Wednesday, August 17, 2016
By Paul Martin

Investmentwatchblog.com
August 17th, 2016

Josh Sigurdson talks with author and economic analyst John Sneisen about the continued collapse of Deutsche Bank as central planning inflates the problem and bailouts bankrupt the people. John goes over all of the stats and the massive web that this problem creates as it effects banks like HSBC and others. Their CDS looks terrible, their derivative exposure is still over 50 trillion dollars and considering all of the above, the bank will crash causing a calamity like nothing we’ve ever seen.
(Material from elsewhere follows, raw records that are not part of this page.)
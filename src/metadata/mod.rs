//! Audio file metadata extraction.
//!
//! Uses the lofty crate for format-independent tag access. Produces one
//! [`ScanResult`] per importable file:
//!
//! - **Local files**: tags, duration, embedded cover and lyrics read from
//!   disk; tag text goes through [`encoding::fix_encoding`]
//! - **`.strm` pointers**: the target URL becomes the catalog path and tags
//!   are probed remotely, falling back to the file name
//! - **Audiobooks**: the album is always the containing folder's name
//!
//! A local file lofty cannot parse yields None; the caller skips it.

pub mod encoding;
pub mod remote;

use chrono::{DateTime, Utc};
use lofty::file::{AudioFile, TaggedFile, TaggedFileExt};
use lofty::probe::Probe;
use lofty::tag::{Accessor, ItemKey};
use std::borrow::Cow;
use std::path::{Path, PathBuf};
use std::sync::Arc;

use crate::cover::{self, CoverCache, EmbeddedCover};
use crate::model::MediaType;
use crate::scanner::is_strm;
use encoding::{fix_encoding, is_garbled};
use remote::RangeFetch;

/// Tag fields as read from a file, before any fallback is applied.
#[derive(Debug, Clone, Default)]
pub struct TagSnapshot {
    pub title: Option<String>,
    pub artist: Option<String>,
    pub album: Option<String>,
    pub year: Option<u32>,
    pub track: Option<u32>,
    /// Seconds
    pub duration: f64,
    pub lyrics: Option<String>,
    pub cover: Option<EmbeddedCover>,
}

impl TagSnapshot {
    pub fn from_tagged_file(file: &TaggedFile) -> Self {
        // Get the primary tag, or fall back to the first available tag
        let tag = file.primary_tag().or_else(|| file.first_tag());

        let lyrics = file.tags().iter().find_map(|t| {
            t.get_string(&ItemKey::Lyrics)
                .filter(|s| !s.is_empty())
                .map(str::to_string)
        });

        Self {
            title: tag.and_then(|t| non_empty(t.title())),
            artist: tag.and_then(|t| non_empty(t.artist())),
            album: tag.and_then(|t| non_empty(t.album())),
            year: tag.and_then(|t| t.year()),
            track: tag.and_then(|t| t.track()),
            duration: file.properties().duration().as_secs_f64(),
            lyrics,
            cover: cover::first_picture(tag.into_iter().chain(file.tags())),
        }
    }
}

/// Everything the reconciler needs to know about one scanned file.
#[derive(Debug, Clone, PartialEq)]
pub struct ScanResult {
    /// Local file path, or the remote URL for `.strm` and WebDAV items
    pub path: String,
    /// The file that was scanned (local path or remote path)
    pub original_path: PathBuf,
    pub size: u64,
    pub modified: Option<DateTime<Utc>>,
    pub title: String,
    pub artist: Option<String>,
    pub album: Option<String>,
    pub year: Option<u32>,
    pub track_no: Option<u32>,
    /// Seconds
    pub duration: f64,
    /// Cached cover file
    pub cover_path: Option<PathBuf>,
    pub lyrics: Option<String>,
}

impl ScanResult {
    /// Whether the item streams from a remote URL.
    pub fn is_remote(&self) -> bool {
        self.path.starts_with("http")
    }

    /// Minimal result for a file whose tags could not be read.
    pub fn with_defaults(path: String, original_path: PathBuf) -> Self {
        let title = file_stem(&original_path);
        Self {
            path,
            original_path,
            size: 0,
            modified: None,
            title,
            artist: None,
            album: None,
            year: None,
            track_no: None,
            duration: 0.0,
            cover_path: None,
            lyrics: None,
        }
    }

    /// Overlay remotely probed tags. Remote text is taken as-is.
    pub fn apply_remote(&mut self, tags: TagSnapshot) {
        if let Some(title) = tags.title {
            self.title = title;
        }
        if tags.artist.is_some() {
            self.artist = tags.artist;
        }
        if tags.album.is_some() {
            self.album = tags.album;
        }
        if tags.duration > 0.0 {
            self.duration = tags.duration;
        }
    }
}

/// Reads [`ScanResult`]s from local and `.strm` files.
#[derive(Clone)]
pub struct Extractor {
    covers: CoverCache,
    fetcher: Arc<dyn RangeFetch>,
    strm_base: Option<String>,
}

impl Extractor {
    pub fn new(covers: CoverCache, fetcher: Arc<dyn RangeFetch>, strm_base: Option<String>) -> Self {
        Self {
            covers,
            fetcher,
            strm_base,
        }
    }

    pub fn covers(&self) -> &CoverCache {
        &self.covers
    }

    pub fn fetcher(&self) -> &Arc<dyn RangeFetch> {
        &self.fetcher
    }

    /// Extract one file, applying audiobook folder rules when asked.
    pub async fn parse_file(&self, path: &Path, media_type: MediaType) -> Option<ScanResult> {
        let item = if is_strm(path) {
            self.parse_strm(path).await?
        } else {
            let covers = self.covers.clone();
            let owned = path.to_path_buf();
            match tokio::task::spawn_blocking(move || parse_local(&owned, &covers)).await {
                Ok(item) => item?,
                Err(e) => {
                    tracing::warn!(target: "metadata", path = %path.display(), error = %e, "Metadata task failed");
                    return None;
                }
            }
        };

        match media_type {
            MediaType::Music => Some(item),
            MediaType::Audiobook => {
                let covers = self.covers.clone();
                tokio::task::spawn_blocking(move || apply_audiobook_rules(item, &covers))
                    .await
                    .ok()
            }
        }
    }

    async fn parse_strm(&self, path: &Path) -> Option<ScanResult> {
        let content = match tokio::fs::read_to_string(path).await {
            Ok(content) => content,
            Err(e) => {
                tracing::warn!(target: "metadata", path = %path.display(), error = %e, "Failed to read strm file");
                return None;
            }
        };
        let url = remote::resolve_strm_target(&content, self.strm_base.as_deref())?;

        let mut item = ScanResult::with_defaults(remote::normalize_url(&url), path.to_path_buf());
        if let Ok(meta) = tokio::fs::metadata(path).await {
            item.size = meta.len();
            item.modified = meta.modified().ok().map(DateTime::<Utc>::from);
        }

        if let Some(mut tags) = remote::probe_remote(self.fetcher.as_ref(), &url, None).await {
            if let Some(cover) = tags.cover.take() {
                let name = cover::strm_cover_name(&file_name(path), &cover.ext);
                item.cover_path = self.covers.store(&name, &cover);
            }
            item.apply_remote(tags);
        }

        Some(item)
    }
}

/// Read a local audio file. Blocking.
pub fn parse_local(path: &Path, covers: &CoverCache) -> Option<ScanResult> {
    let tagged = match Probe::open(path).and_then(|p| p.read()) {
        Ok(tagged) => tagged,
        Err(e) => {
            tracing::warn!(target: "metadata", path = %path.display(), error = %e, "Failed to parse media file");
            return None;
        }
    };
    let mut tags = TagSnapshot::from_tagged_file(&tagged);

    let cover_path = tags.cover.take().and_then(|cover| {
        let name = cover::local_cover_name(&file_name(path), &cover.ext);
        covers.store(&name, &cover)
    });

    let lyrics = tags
        .lyrics
        .take()
        .or_else(|| find_lyrics_file(path))
        .map(|l| l.replace('\0', ""));

    let repaired = |value: Option<String>| value.map(|v| fix_encoding(&v)).filter(|v| !v.is_empty());
    let artist = repaired(tags.artist.or_else(|| tags.album.clone()));
    let album = repaired(tags.album);
    let title = repaired(tags.title)
        .filter(|t| !is_garbled(t))
        .unwrap_or_else(|| file_stem(path));

    let meta = std::fs::metadata(path).ok();

    Some(ScanResult {
        path: path.to_string_lossy().into_owned(),
        original_path: path.to_path_buf(),
        size: meta.as_ref().map(|m| m.len()).unwrap_or(0),
        modified: meta
            .and_then(|m| m.modified().ok())
            .map(DateTime::<Utc>::from),
        title,
        artist,
        album,
        year: tags.year,
        track_no: tags.track,
        duration: tags.duration,
        cover_path,
        lyrics,
    })
}

/// Audiobooks are grouped by folder regardless of their tags. Blocking.
fn apply_audiobook_rules(mut item: ScanResult, covers: &CoverCache) -> ScanResult {
    let Some(parent) = item.original_path.parent().map(Path::to_path_buf) else {
        return item;
    };
    let folder_name = parent
        .file_name()
        .map(|n| n.to_string_lossy().into_owned())
        .unwrap_or_default();

    item.album = Some(folder_name.clone());
    if item.artist.is_none() {
        item.artist = Some(folder_name);
    }
    if item.cover_path.is_none() {
        item.cover_path = covers.find_cover_in_directory(&parent);
    }
    item
}

/// Sibling `<stem>.lrc`, then `<stem>.txt`.
pub fn find_lyrics_file(audio_path: &Path) -> Option<String> {
    ["lrc", "txt"].iter().find_map(|ext| {
        let candidate = audio_path.with_extension(ext);
        if candidate.is_file() {
            std::fs::read_to_string(&candidate).ok()
        } else {
            None
        }
    })
}

fn non_empty(value: Option<Cow<'_, str>>) -> Option<String> {
    value.map(|s| s.into_owned()).filter(|s| !s.is_empty())
}

fn file_name(path: &Path) -> String {
    path.file_name()
        .map(|n| n.to_string_lossy().into_owned())
        .unwrap_or_default()
}

fn file_stem(path: &Path) -> String {
    path.file_stem()
        .map(|n| n.to_string_lossy().into_owned())
        .unwrap_or_default()
}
Fractional reserve banking perpetuates despite failure and destabilization recorded thousands of times throughout history.

Isn’t it amazing what it takes to educate people? People don’t learn. The government and banking system enslaves the populace using big words and shiny incentives on a fishing line. The system thrives on debt because the more enslaved by debt the populace, the more dependent they are on government and banks. It’s one of history’s most destructive scams, repeated to exhaust.

We’ve been talking about Deutsche Bank for a long time here at WAM and this isn’t the vindication we want but it’s the vindication we have. The manipulation is so thick that we can’t pinpoint a prediction, however we know that Deutsche Bank will inevitably collapse.